Our first set of practical examples will use the Baseball Databank, a compilation of historical Major League Baseball (MLB) data maintained by the Chadwick Baseball Bureau, based upon earlier work by Sean Forman, Sean Lahman, and others. The Baseball Databank, along with other relevant open baseball datasets, are described and linked to here, with the current version contained in the baseballdatabank git repository.
The previous page instructed you how to clone the baseballdatabank repository as a submodule in our tutorial repository. Alternatively, if you just want the baseball data, you can clone that repository directly.

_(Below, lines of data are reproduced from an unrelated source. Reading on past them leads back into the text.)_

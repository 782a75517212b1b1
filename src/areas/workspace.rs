//! Working tree access: enumerating, reading and stat-ing files relative
//! to the repository root, with the metadata directory filtered out.

use crate::errors::KitError;
use crate::objects::blob::Blob;
use crate::objects::index_entry::EntryMetadata;
use bytes::Bytes;
use std::path::{Path, PathBuf};
use walkdir::WalkDir;

const IGNORED_PATHS: [&str; 3] = [".kit", ".", ".."];

#[derive(Debug)]
pub struct Workspace {
    path: Box<Path>,
}

impl Workspace {
    pub fn new(path: Box<Path>) -> Self {
        Workspace { path }
    }

    pub fn path(&self) -> &Path {
        &self.path
    }

    pub fn parse_blob(&self, path: &Path) -> anyhow::Result<Blob> {
        let data = self.read_file(path)?;
        Ok(Blob::new(data))
    }

    /// Turn a user-supplied path into a worktree-relative one.
    ///
    /// Relative inputs are resolved against the repository root. A path
    /// escaping the worktree is rejected.
    pub fn relativize(&self, path: &Path) -> anyhow::Result<PathBuf> {
        let absolute = if path.is_absolute() {
            path.to_path_buf()
        } else {
            self.path.join(path)
        };
        let absolute = std::path::absolute(&absolute)?;

        // collapse `.` and `..` lexically; absolute() leaves them in place
        let mut normalized = PathBuf::new();
        for component in absolute.components() {
            match component {
                std::path::Component::CurDir => {}
                std::path::Component::ParentDir => {
                    normalized.pop();
                }
                other => normalized.push(other.as_os_str()),
            }
        }

        normalized
            .strip_prefix(self.path.as_ref())
            .map(PathBuf::from)
            .map_err(|_| KitError::PathOutsideWorktree(path.to_path_buf()).into())
    }

    /// All regular files under `root` (the whole worktree when `None`), as
    /// worktree-relative paths. A file path lists just itself.
    pub fn list_files(&self, root: Option<&Path>) -> anyhow::Result<Vec<PathBuf>> {
        let root = match root {
            Some(path) => self.path.join(self.relativize(path)?),
            None => self.path.to_path_buf(),
        };

        if root.is_dir() {
            Ok(WalkDir::new(&root)
                .sort_by_file_name()
                .into_iter()
                .filter_map(|entry| entry.ok())
                .filter_map(|entry| self.check_if_not_ignored_file_path(entry.path()))
                .collect())
        } else if root.is_file() {
            Ok(vec![
                root.strip_prefix(self.path.as_ref())
                    .map(PathBuf::from)
                    .unwrap_or_default(),
            ])
        } else {
            Err(KitError::NotAFile(root).into())
        }
    }

    fn is_ignored(path: &Path) -> bool {
        path.components().any(|component| {
            if let std::path::Component::Normal(name) = component {
                IGNORED_PATHS.contains(&name.to_string_lossy().as_ref())
            } else {
                false
            }
        })
    }

    fn check_if_not_ignored_file_path(&self, path: &Path) -> Option<PathBuf> {
        if path.is_file() && !Self::is_ignored(path) {
            Some(path.strip_prefix(self.path.as_ref()).ok()?.to_path_buf())
        } else {
            None
        }
    }

    pub fn read_file(&self, file_path: &Path) -> anyhow::Result<Bytes> {
        let full_path = self.path.join(file_path);

        if full_path.is_dir() {
            return Err(KitError::NotAFile(file_path.to_path_buf()).into());
        }

        let content = std::fs::read(&full_path).map_err(|err| {
            if err.kind() == std::io::ErrorKind::NotFound {
                anyhow::Error::from(KitError::NotAFile(file_path.to_path_buf()))
            } else {
                anyhow::Error::from(err)
            }
        })?;

        Ok(Bytes::from(content))
    }

    pub fn stat_file(&self, file_path: &Path) -> anyhow::Result<EntryMetadata> {
        let metadata = std::fs::metadata(self.path.join(file_path))?;

        metadata.try_into()
    }
}
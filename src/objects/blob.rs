//! Blob object: stored file content, opaque bytes.
//!
//! On disk: `blob <size>\0<content>`. The name and permissions of the file
//! live in the trees that point at the blob, never in the blob itself.

use crate::objects::object::Unpackable;
use crate::objects::object::{Object, Packable};
use crate::objects::object_type::ObjectType;
use bytes::Bytes;
use derive_new::new;
use std::io::{BufRead, Read, Write};

#[derive(Debug, Clone, new)]
pub struct Blob {
    content: Bytes,
}

impl Blob {
    pub fn content(&self) -> &Bytes {
        &self.content
    }
}

impl Packable for Blob {
    fn serialize(&self) -> anyhow::Result<Bytes> {
        let mut blob_bytes = Vec::new();
        let header = format!("{} {}\0", self.object_type().as_str(), self.content.len());
        blob_bytes.write_all(header.as_bytes())?;
        blob_bytes.write_all(&self.content)?;

        Ok(Bytes::from(blob_bytes))
    }
}

impl Unpackable for Blob {
    fn deserialize(mut reader: impl BufRead) -> anyhow::Result<Self> {
        // the header has already been read
        let mut content = Vec::new();
        reader.read_to_end(&mut content)?;

        Ok(Self::new(Bytes::from(content)))
    }
}

impl Object for Blob {
    fn object_type(&self) -> ObjectType {
        ObjectType::Blob
    }

    fn display(&self) -> String {
        String::from_utf8_lossy(&self.content).into_owned()
    }
}

#[cfg(test)]
mod tests {
    use super::*;
    use pretty_assertions::assert_eq;
    use rstest::rstest;

    #[rstest]
    fn serializes_with_typed_header() {
        let blob = Blob::new(Bytes::from_static(b"hi\n"));
        let serialized = blob.serialize().unwrap();

        assert_eq!(serialized.as_ref(), b"blob 3\0hi\n");
    }

    #[rstest]
    fn identical_content_hashes_identically() {
        let first = Blob::new(Bytes::from_static(b"same bytes"));
        let second = Blob::new(Bytes::from_static(b"same bytes"));

        assert_eq!(
            first.object_id().unwrap(),
            second.object_id().unwrap()
        );
    }
}
use crate::areas::repository::Repository;
use crate::objects::object_type::ObjectType;
use anyhow::Context;
use colored::Colorize;
use std::collections::HashSet;
use std::io::Write;

impl Repository {
    /// Print the history reachable from `revision`, newest-first along
    /// each branch of ancestry.
    ///
    /// The walk is an explicit depth-first traversal over parent edges.
    /// A seen-set guarantees every commit prints exactly once, so merge
    /// ancestries shared through multiple paths do not repeat.
    pub fn log(&self, revision: &str) -> anyhow::Result<()> {
        let start = self.resolve_object(revision, Some(ObjectType::Commit))?;

        let mut seen = HashSet::new();
        let mut pending = vec![start];

        while let Some(oid) = pending.pop() {
            if !seen.insert(oid.clone()) {
                continue;
            }

            let commit = self
                .database()
                .parse_object_as_commit(&oid)?
                .with_context(|| format!("Commit object not found: {oid}"))?;

            writeln!(self.writer(), "{}", format!("commit {oid}").yellow())?;
            if let Some(author) = commit.author_line() {
                writeln!(self.writer(), "Author: {author}")?;
            }
            writeln!(self.writer())?;
            for line in String::from_utf8_lossy(commit.message()).lines() {
                writeln!(self.writer(), "    {line}")?;
            }
            writeln!(self.writer())?;

            for parent in commit.parent_oids()? {
                pending.push(parent);
            }
        }

        Ok(())
    }
}
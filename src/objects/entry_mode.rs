use crate::errors::KitError;
use crate::objects::object_type::ObjectType;

#[derive(Debug, Clone, Eq, Ord, Default, PartialEq, PartialOrd)]
pub enum FileMode {
    #[default]
    Regular,
    Executable,
}

/// Normalized tree-entry mode: the object kind plus its permission class.
///
/// On-disk mode strings come in five- and six-digit forms; they are
/// normalized here once at the parse boundary and re-rendered to the padded
/// six-character form only when serializing.
#[derive(Debug, Clone, Eq, Ord, Default, PartialEq, PartialOrd)]
pub enum EntryMode {
    File(FileMode),
    Symlink,
    #[default]
    Directory,
    Submodule,
}

impl EntryMode {
    /// Six-character on-disk form, left-zero-padded.
    pub fn as_tree_str(&self) -> &str {
        match self {
            EntryMode::File(FileMode::Regular) => "100644",
            EntryMode::File(FileMode::Executable) => "100755",
            EntryMode::Symlink => "120000",
            EntryMode::Directory => "040000",
            EntryMode::Submodule => "160000",
        }
    }

    /// Numeric form persisted in index entries: a 4-bit type code shifted
    /// over 12 permission bits.
    pub fn as_u32(&self) -> u32 {
        match self {
            EntryMode::File(FileMode::Regular) => 0o100644,
            EntryMode::File(FileMode::Executable) => 0o100755,
            EntryMode::Symlink => 0o120000,
            EntryMode::Directory => 0o040000,
            EntryMode::Submodule => 0o160000,
        }
    }

    pub fn is_directory(&self) -> bool {
        matches!(self, EntryMode::Directory)
    }

    /// The kind of object a tree entry with this mode points at.
    pub fn object_type(&self) -> ObjectType {
        match self {
            EntryMode::File(_) | EntryMode::Symlink => ObjectType::Blob,
            EntryMode::Directory => ObjectType::Tree,
            EntryMode::Submodule => ObjectType::Commit,
        }
    }

    /// Parse an ASCII mode read from a tree object, accepting the five-digit
    /// form by left-zero-padding it to six.
    pub fn from_tree_str(mode: &str) -> anyhow::Result<Self> {
        let normalized = match mode.len() {
            5 => format!("0{mode}"),
            6 => mode.to_string(),
            _ => return Err(KitError::InvalidTreeMode(mode.to_string()).into()),
        };

        match normalized.as_str() {
            "100644" => Ok(EntryMode::File(FileMode::Regular)),
            "100755" => Ok(EntryMode::File(FileMode::Executable)),
            "120000" => Ok(EntryMode::Symlink),
            "040000" => Ok(EntryMode::Directory),
            "160000" => Ok(EntryMode::Submodule),
            _ => Err(KitError::InvalidTreeMode(mode.to_string()).into()),
        }
    }

    pub fn from_index_u32(mode: u32) -> anyhow::Result<Self> {
        match mode {
            0o100644 => Ok(EntryMode::File(FileMode::Regular)),
            0o100755 => Ok(EntryMode::File(FileMode::Executable)),
            0o120000 => Ok(EntryMode::Symlink),
            0o160000 => Ok(EntryMode::Submodule),
            _ => Err(KitError::InvalidTreeMode(format!("{mode:o}")).into()),
        }
    }
}
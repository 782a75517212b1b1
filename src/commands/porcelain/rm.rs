use crate::areas::repository::Repository;
use crate::errors::KitError;
use std::io::Write;
use std::path::PathBuf;

impl Repository {
    /// Unstage paths, removing the working tree copies as well unless
    /// `cached` is set.
    ///
    /// Every path must be tracked; one unknown path aborts the whole batch
    /// with the index unchanged. Only the unstaged files themselves are
    /// deleted, so untracked files under a removed directory survive.
    pub fn rm(&self, paths: &[PathBuf], cached: bool) -> anyhow::Result<()> {
        let mut index = self.index();
        index.rehydrate()?;

        let mut relatives = Vec::new();
        for path in paths {
            let relative = self.workspace().relativize(path)?;

            if !index.is_tracked(&relative) {
                return Err(KitError::PathNotInIndex(path.clone()).into());
            }

            relatives.push(relative);
        }

        for relative in relatives {
            for removed in index.remove(&relative) {
                if !cached {
                    let full_path = self.path().join(&removed);
                    if full_path.exists() {
                        std::fs::remove_file(&full_path)?;
                    }
                }

                writeln!(self.writer(), "rm '{}'", removed.display())?;
            }
        }

        index.write_updates()
    }
}
//! Plumbing commands, direct access to objects, the index and refs.

pub mod cat_file;
pub mod hash_object;
pub mod ls_files;
pub mod ls_tree;
pub mod rev_parse;
pub mod show_ref;
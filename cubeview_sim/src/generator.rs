//! Seeded synthetic workload generator.
//!
//! Produces session records with ChaCha8 entropy derived entirely from a
//! 64-bit master seed: the same seed always yields the same workload.
//! Durations and flag probabilities follow a per-content-category profile
//! so generated cubes have the skew of real engagement data (video runs
//! long and binges; search is short and rarely recommended).

use cubeview_core::{Axis, DimensionCatalog, SessionRecord};
use rand::{Rng, SeedableRng};
use rand_chacha::ChaCha8Rng;

/// Duration range (minutes) and flag probabilities for one content
/// category: (min, max, p_binge, p_completed, p_recommended).
fn content_profile(content: &str) -> (f64, f64, f64, f64, f64) {
    match content {
        "video" => (20.0, 110.0, 0.45, 0.75, 0.80),
        "music" => (5.0, 25.0, 0.05, 0.30, 0.30),
        "podcast" => (15.0, 45.0, 0.10, 0.70, 0.60),
        "news" => (4.0, 16.0, 0.00, 0.35, 0.30),
        "search" => (5.0, 20.0, 0.00, 0.80, 0.10),
        _ => (5.0, 60.0, 0.10, 0.50, 0.50),
    }
}

pub struct WorkloadGenerator {
    rng: ChaCha8Rng,
    catalog: DimensionCatalog,
}

impl WorkloadGenerator {
    /// Generator over the demo catalog.
    pub fn new(seed: u64) -> Self {
        Self::with_catalog(seed, DimensionCatalog::streaming_default())
    }

    pub fn with_catalog(seed: u64, catalog: DimensionCatalog) -> Self {
        Self {
            rng: ChaCha8Rng::seed_from_u64(seed),
            catalog,
        }
    }

    pub fn catalog(&self) -> &DimensionCatalog {
        &self.catalog
    }

    /// Generate `n` synthetic session records.
    pub fn records(&mut self, n: usize) -> Vec<SessionRecord> {
        (0..n).map(|seq| self.record(seq)).collect()
    }

    fn record(&mut self, seq: usize) -> SessionRecord {
        let day_type = self.pick(Axis::X);
        let device = self.pick(Axis::Y);
        let content_type = self.pick(Axis::Z);

        let (lo, hi, p_binge, p_completed, p_recommended) = content_profile(&content_type);
        let minutes = self.rng.gen_range(lo..hi).round();

        SessionRecord {
            user_id: format!("U{:04}", seq + 1),
            hour: self.rng.gen_range(0..24),
            day_type,
            device,
            content_type,
            minutes,
            recommended: self.rng.gen_bool(p_recommended),
            completed: self.rng.gen_bool(p_completed),
            binge: self.rng.gen_bool(p_binge),
        }
    }

    fn pick(&mut self, axis: Axis) -> String {
        let values = self.catalog.values(axis);
        values[self.rng.gen_range(0..values.len())].clone()
    }
}

#[cfg(test)]
mod tests {
    use super::*;

    #[test]
    fn test_same_seed_same_workload() {
        let a = WorkloadGenerator::new(42).records(100);
        let b = WorkloadGenerator::new(42).records(100);
        assert_eq!(a, b);
    }

    #[test]
    fn test_different_seeds_diverge() {
        let a = WorkloadGenerator::new(1).records(50);
        let b = WorkloadGenerator::new(2).records(50);
        assert_ne!(a, b);
    }

    #[test]
    fn test_tags_stay_in_catalog() {
        let mut gen = WorkloadGenerator::new(7);
        let catalog = gen.catalog().clone();
        for record in gen.records(200) {
            assert!(catalog.index_of(Axis::X, &record.day_type).is_some());
            assert!(catalog.index_of(Axis::Y, &record.device).is_some());
            assert!(catalog.index_of(Axis::Z, &record.content_type).is_some());
            assert!(record.hour <= 23);
            assert!(record.minutes >= 0.0);
        }
    }
}
//! Raw session records and the delimited-text ingest contract.
//!
//! The Record Source delivers a fixed 9-column schema:
//! `user_id,hour,day_type,device,content_type,session_minutes,recommended,completed,is_binge`
//! where `recommended` is `yes`/`no` and the remaining flags are `1`/`0`.
//! This crate does not own the format; it only parses it losslessly.

use serde::{Deserialize, Serialize};
use thiserror::Error;

/// Column order of the external delimited-text contract.
pub const EXPECTED_HEADER: [&str; 9] = [
    "user_id",
    "hour",
    "day_type",
    "device",
    "content_type",
    "session_minutes",
    "recommended",
    "completed",
    "is_binge",
];

/// One observed user session. Immutable once parsed.
#[derive(Debug, Clone, PartialEq, Serialize, Deserialize)]
pub struct SessionRecord {
    pub user_id: String,
    /// Hour of day the session started [0, 23]
    pub hour: u8,
    /// Day-context tag (X axis)
    pub day_type: String,
    /// Device tag (Y axis)
    pub device: String,
    /// Content-category tag (Z axis)
    pub content_type: String,
    /// Session duration in minutes
    pub minutes: f64,
    /// Session was started from a recommendation
    pub recommended: bool,
    /// Content was watched/listened to completion
    pub completed: bool,
    /// Session was part of a binge run
    pub binge: bool,
}

/// Errors raised while parsing the delimited-text input.
#[derive(Debug, Clone, PartialEq, Error)]
pub enum ParseError {
    /// The input has no header line.
    #[error("input has no header line")]
    MissingHeader,

    /// The header does not match the fixed column schema.
    #[error("line 1: unexpected header '{0}'")]
    BadHeader(String),

    /// A data line has the wrong number of columns.
    #[error("line {line}: expected 9 columns, found {found}")]
    ColumnCount { line: usize, found: usize },

    /// A field failed to parse or is out of range.
    #[error("line {line}: invalid {field} '{value}'")]
    BadField {
        line: usize,
        field: &'static str,
        value: String,
    },
}

/// Parse the full delimited-text input into session records.
///
/// Blank lines and surrounding whitespace are tolerated; any malformed
/// line aborts the parse with a typed error carrying its line number.
pub fn parse_records(input: &str) -> Result<Vec<SessionRecord>, ParseError> {
    let mut lines = input.trim().lines().enumerate();

    let (_, header) = lines.next().ok_or(ParseError::MissingHeader)?;
    let header_cols: Vec<&str> = header.split(',').map(str::trim).collect();
    if header_cols != EXPECTED_HEADER {
        return Err(ParseError::BadHeader(header.trim().to_string()));
    }

    let mut records = Vec::new();
    for (idx, raw) in lines {
        let line = raw.trim();
        if line.is_empty() {
            continue;
        }
        let line_no = idx + 1;
        let cols: Vec<&str> = line.split(',').map(str::trim).collect();
        if cols.len() != EXPECTED_HEADER.len() {
            return Err(ParseError::ColumnCount {
                line: line_no,
                found: cols.len(),
            });
        }

        records.push(SessionRecord {
            user_id: cols[0].to_string(),
            hour: parse_hour(line_no, cols[1])?,
            day_type: cols[2].to_string(),
            device: cols[3].to_string(),
            content_type: cols[4].to_string(),
            minutes: parse_minutes(line_no, cols[5])?,
            recommended: parse_yes_no(line_no, cols[6])?,
            completed: parse_bit(line_no, "completed", cols[7])?,
            binge: parse_bit(line_no, "is_binge", cols[8])?,
        });
    }

    Ok(records)
}

fn parse_hour(line: usize, value: &str) -> Result<u8, ParseError> {
    value
        .parse::<u8>()
        .ok()
        .filter(|h| *h <= 23)
        .ok_or_else(|| ParseError::BadField {
            line,
            field: "hour",
            value: value.to_string(),
        })
}

fn parse_minutes(line: usize, value: &str) -> Result<f64, ParseError> {
    value
        .parse::<f64>()
        .ok()
        .filter(|m| m.is_finite() && *m >= 0.0)
        .ok_or_else(|| ParseError::BadField {
            line,
            field: "session_minutes",
            value: value.to_string(),
        })
}

fn parse_yes_no(line: usize, value: &str) -> Result<bool, ParseError> {
    match value {
        "yes" => Ok(true),
        "no" => Ok(false),
        other => Err(ParseError::BadField {
            line,
            field: "recommended",
            value: other.to_string(),
        }),
    }
}

fn parse_bit(line: usize, field: &'static str, value: &str) -> Result<bool, ParseError> {
    match value {
        "1" => Ok(true),
        "0" => Ok(false),
        other => Err(ParseError::BadField {
            line,
            field,
            value: other.to_string(),
        }),
    }
}
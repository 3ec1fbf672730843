//! Global dashboard metrics derived from a built cube.
//!
//! Presentation-facing rollup of the whole cube: volume, session count,
//! weighted flag rates, and the dominant content category by total
//! minutes. Pure derivation; nothing here feeds back into aggregation.

use std::collections::HashMap;

use serde::Serialize;

use crate::cube::Cube;

/// Cube-wide rollup for the dashboard overlay.
#[derive(Debug, Clone, Default, PartialEq, Serialize)]
pub struct CubeSummary {
    /// Total contributing sessions
    pub total_sessions: usize,
    pub total_minutes: f64,
    /// Session-weighted completion rate [0, 1]
    pub completion_rate: f64,
    /// Session-weighted binge rate [0, 1]
    pub binge_rate: f64,
    /// Session-weighted recommendation rate [0, 1]
    pub recommendation_rate: f64,
    /// Total minutes per content category, descending (ties by name)
    pub minutes_by_content: Vec<(String, f64)>,
    /// Content category with the most total minutes
    pub dominant_content: Option<String>,
}

impl CubeSummary {
    pub fn from_cube(cube: &Cube) -> Self {
        let mut total_sessions = 0usize;
        let mut total_minutes = 0.0;
        let mut completed = 0.0;
        let mut binge = 0.0;
        let mut recommended = 0.0;
        let mut by_content: HashMap<String, f64> = HashMap::new();

        for cell in cube.cells() {
            let weight = cell.count as f64;
            total_sessions += cell.count;
            total_minutes += cell.total_minutes;
            completed += cell.completion_rate * weight;
            binge += cell.binge_rate * weight;
            recommended += cell.recommended_rate * weight;
            *by_content.entry(cell.content_type.clone()).or_default() += cell.total_minutes;
        }

        let mut minutes_by_content: Vec<(String, f64)> = by_content.into_iter().collect();
        minutes_by_content.sort_by(|a, b| b.1.total_cmp(&a.1).then_with(|| a.0.cmp(&b.0)));
        let dominant_content = minutes_by_content.first().map(|(c, _)| c.clone());

        let rate = |weighted: f64| {
            if total_sessions > 0 {
                weighted / total_sessions as f64
            } else {
                0.0
            }
        };

        Self {
            total_sessions,
            total_minutes,
            completion_rate: rate(completed),
            binge_rate: rate(binge),
            recommendation_rate: rate(recommended),
            minutes_by_content,
            dominant_content,
        }
    }

    pub fn total_hours(&self) -> f64 {
        self.total_minutes / 60.0
    }

    /// Print a formatted report to the console.
    pub fn print(&self) {
        println!();
        println!("╔══════════════════════════════════════════════╗");
        println!("║            CUBEVIEW GLOBAL METRICS           ║");
        println!("╠══════════════════════════════════════════════╣");
        println!("║ Sessions:           {:>10}               ║", self.total_sessions);
        println!("║ Total Volume:       {:>10.1} hrs           ║", self.total_hours());
        println!("║ Completion Rate:    {:>10.1}%              ║", self.completion_rate * 100.0);
        println!("║ Binge Rate:         {:>10.1}%              ║", self.binge_rate * 100.0);
        println!("║ Recommended Rate:   {:>10.1}%              ║", self.recommendation_rate * 100.0);
        println!("╚══════════════════════════════════════════════╝");

        if !self.minutes_by_content.is_empty() {
            println!();
            println!("Content Categories by Total Minutes:");
            println!("─────────────────────────────────────");
            for (content, minutes) in &self.minutes_by_content {
                println!("  {:<12} {:>8.0} min", content, minutes);
            }
        }
    }
}

#[cfg(test)]
mod tests {
    use super::*;
    use crate::catalog::DimensionCatalog;
    use crate::cube::build_cube;
    use crate::records::SessionRecord;
    use approx::assert_relative_eq;

    fn record(content: &str, minutes: f64, completed: bool) -> SessionRecord {
        SessionRecord {
            user_id: format!("U-{content}-{minutes}"),
            hour: 18,
            day_type: "weekday".into(),
            device: "mobile".into(),
            content_type: content.to_string(),
            minutes,
            recommended: completed,
            completed,
            binge: false,
        }
    }

    fn catalog() -> DimensionCatalog {
        DimensionCatalog::new(
            vec!["weekday".into()],
            vec!["mobile".into()],
            vec!["music".into(), "video".into()],
        )
        .unwrap()
    }

    #[test]
    fn test_summary_rollup() {
        let records = vec![
            record("music", 10.0, false),
            record("music", 20.0, true),
            record("video", 60.0, true),
            record("video", 30.0, true),
        ];
        let cube = build_cube(&records, &catalog()).unwrap();
        let summary = CubeSummary::from_cube(&cube);

        assert_eq!(summary.total_sessions, 4);
        assert_relative_eq!(summary.total_minutes, 120.0);
        assert_relative_eq!(summary.total_hours(), 2.0);
        assert_relative_eq!(summary.completion_rate, 0.75, epsilon = 1e-9);
        assert_eq!(summary.dominant_content.as_deref(), Some("video"));
        assert_eq!(summary.minutes_by_content[0], ("video".into(), 90.0));
    }

    #[test]
    fn test_empty_cube_zeroed_summary() {
        let cube = build_cube(&[], &catalog()).unwrap();
        let summary = CubeSummary::from_cube(&cube);
        assert_eq!(summary.total_sessions, 0);
        assert_eq!(summary.completion_rate, 0.0);
        assert_eq!(summary.dominant_content, None);
    }
}
//! The bundled demo dataset: 40 observed sessions over one day of
//! weekday/weekend traffic across two devices and five content categories.

use cubeview_core::{parse_records, DimensionCatalog, SessionRecord};

/// Raw delimited-text export from the demo telemetry pipeline.
pub const DEMO_CSV: &str = "\
user_id,hour,day_type,device,content_type,session_minutes,recommended,completed,is_binge
U01,8,weekday,mobile,music,7,no,0,0
U02,9,weekday,mobile,news,6,no,0,0
U03,10,weekday,desktop,search,9,no,1,0
U04,11,weekday,mobile,music,12,yes,1,0
U05,12,weekday,desktop,search,15,no,1,0
U06,13,weekday,mobile,podcast,18,yes,1,0
U07,14,weekday,mobile,music,10,no,0,0
U08,15,weekday,desktop,video,22,yes,1,0
U09,16,weekday,mobile,news,8,no,0,0
U10,17,weekday,desktop,video,28,yes,1,0
U11,18,weekday,mobile,video,25,yes,1,0
U12,19,weekday,desktop,video,40,yes,1,1
U13,20,weekday,desktop,video,55,yes,1,1
U14,21,weekday,mobile,video,34,yes,0,0
U15,22,weekday,desktop,video,70,yes,1,1
U16,23,weekday,mobile,video,45,yes,1,1
U17,0,weekday,mobile,video,30,no,0,0
U18,1,weekday,desktop,video,60,yes,1,1
U19,2,weekday,mobile,music,14,no,0,0
U20,3,weekday,mobile,music,9,no,0,0
U21,9,weekend,mobile,music,15,yes,1,0
U22,11,weekend,mobile,video,32,yes,1,0
U23,13,weekend,desktop,video,48,yes,1,1
U24,15,weekend,mobile,podcast,25,yes,1,0
U25,17,weekend,desktop,video,52,yes,1,1
U26,18,weekend,mobile,video,38,yes,1,0
U27,19,weekend,desktop,video,65,yes,1,1
U28,20,weekend,desktop,video,80,yes,1,1
U29,21,weekend,desktop,video,95,yes,1,1
U30,22,weekend,mobile,video,50,yes,0,1
U31,23,weekend,desktop,video,110,yes,1,1
U32,0,weekend,desktop,video,90,yes,1,1
U33,1,weekend,mobile,music,20,no,0,0
U34,2,weekend,mobile,music,18,no,0,0
U35,3,weekend,mobile,music,12,no,0,0
U36,10,weekend,mobile,news,14,yes,1,0
U37,12,weekend,desktop,search,18,no,1,0
U38,14,weekend,mobile,music,16,no,0,0
U39,16,weekend,desktop,video,35,yes,1,0
U40,18,weekend,desktop,video,60,yes,1,1";

/// Parsed demo records.
pub fn demo_records() -> Vec<SessionRecord> {
    parse_records(DEMO_CSV).expect("bundled demo dataset is valid")
}

/// Catalog matching the demo domain.
pub fn demo_catalog() -> DimensionCatalog {
    DimensionCatalog::streaming_default()
}
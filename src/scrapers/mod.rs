pub mod browser;
pub mod http;
pub mod page;
pub mod traits;
pub mod types;

pub use browser::ChromeFetcher;
pub use http::HttpFetcher;
pub use page::{PageSelectors, PricePattern};
pub use traits::PageFetcher;
pub use types::FetcherKind;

Once you have downloaded the baseball data, you will find it contains two folders, 'core' and 'upstream'. The 'core' folder contains the databank itself, and 'upstream' contains files used to construct the databank. The 'core' folder contains a long list of data files in a Comma-Separated Values (CSV) format, a common way of storing tabular data in a textual "flat file". We list the files below:
- AllstarFull.csv
- Appearances.csv
- AwardsManagers.csv
- AwardsPlayers.csv
- AwardsShareManagers.csv
- AwardsSharePlayers.csv
- Batting.csv
- BattingPost.csv
- CollegePlaying.csv
- Fielding.csv
- FieldingOF.csv
- FieldingOFsplit.csv
- FieldingPost.csv
- HallOfFame.csv
- HomeGames.csv
- Managers.csv
- ManagersHalf.csv
- Parks.csv
- People.csv
- Pitching.csv
- PitchingPost.csv
- Salaries.csv
- Schools.csv
- SeriesPost.csv
- Teams.csv
- TeamsFranchises.csv
- TeamsHalf.csv
The file Batting.csv, for example, contains batting records for all MLB players throughout history (even for those players, like "Moonlight" Graham, who never came to bat). The first few lines of the file reveal the structure of the data, showing the aggegated batting statistics for each player in each season that they played:
playerID,yearID,stint,teamID,lgID,G,AB,R,H,2B,3B,HR,RBI,SB,CS,BB,SO,IBB,HBP,SH,SF,GIDP
abercda01,1871,1,TRO,NA,1,4,0,0,0,0,0,0,0,0,0,0,,,,,0
addybo01,1871,1,RC1,NA,25,118,30,32,6,0,0,13,8,1,4,0,,,,,0
allisar01,1871,1,CL1,NA,29,137,28,40,4,5,0,19,3,1,2,5,,,,,1
allisdo01,1871,1,WS3,NA,27,133,28,44,10,2,2,27,1,1,0,2,,,,,0
ansonca01,1871,1,RC1,NA,25,120,29,39,11,3,0,16,6,2,2,1,,,,,0
armstbo01,1871,1,FW1,NA,12,49,9,11,2,1,0,5,0,1,0,1,,,,,0
barkeal01,1871,1,RC1,NA,1,4,0,1,0,0,0,2,0,0,1,0,,,,,0
barnero01,1871,1,BS1,NA,31,157,66,63,10,9,0,34,11,6,13,1,,,,,1
barrebi01,1871,1,FW1,NA,1,5,1,1,1,0,0,1,0,0,0,0,,,,,0
The first entry in each column, the playerID, indicates a player; the playerID recurs in other csv files to identify those players, with biographical information about each player in the file People.csv. Most of the rest of the columns describe different hitting statistics associated with that player during that year.
We will revisit these data later, using various Python packages for data interrogration and analysis.
In addition to the Baseball Databank, another extremely valuable resource for baseball data is Retrosheet, which is also accessible in the retrosheet git repository maintained by the Chadwick Bureau. Retrosheet provides an even finer-grained dataset capturing baseball history, with each game played captured as a row in a csv file containing 161 columns characterizing various game attributes.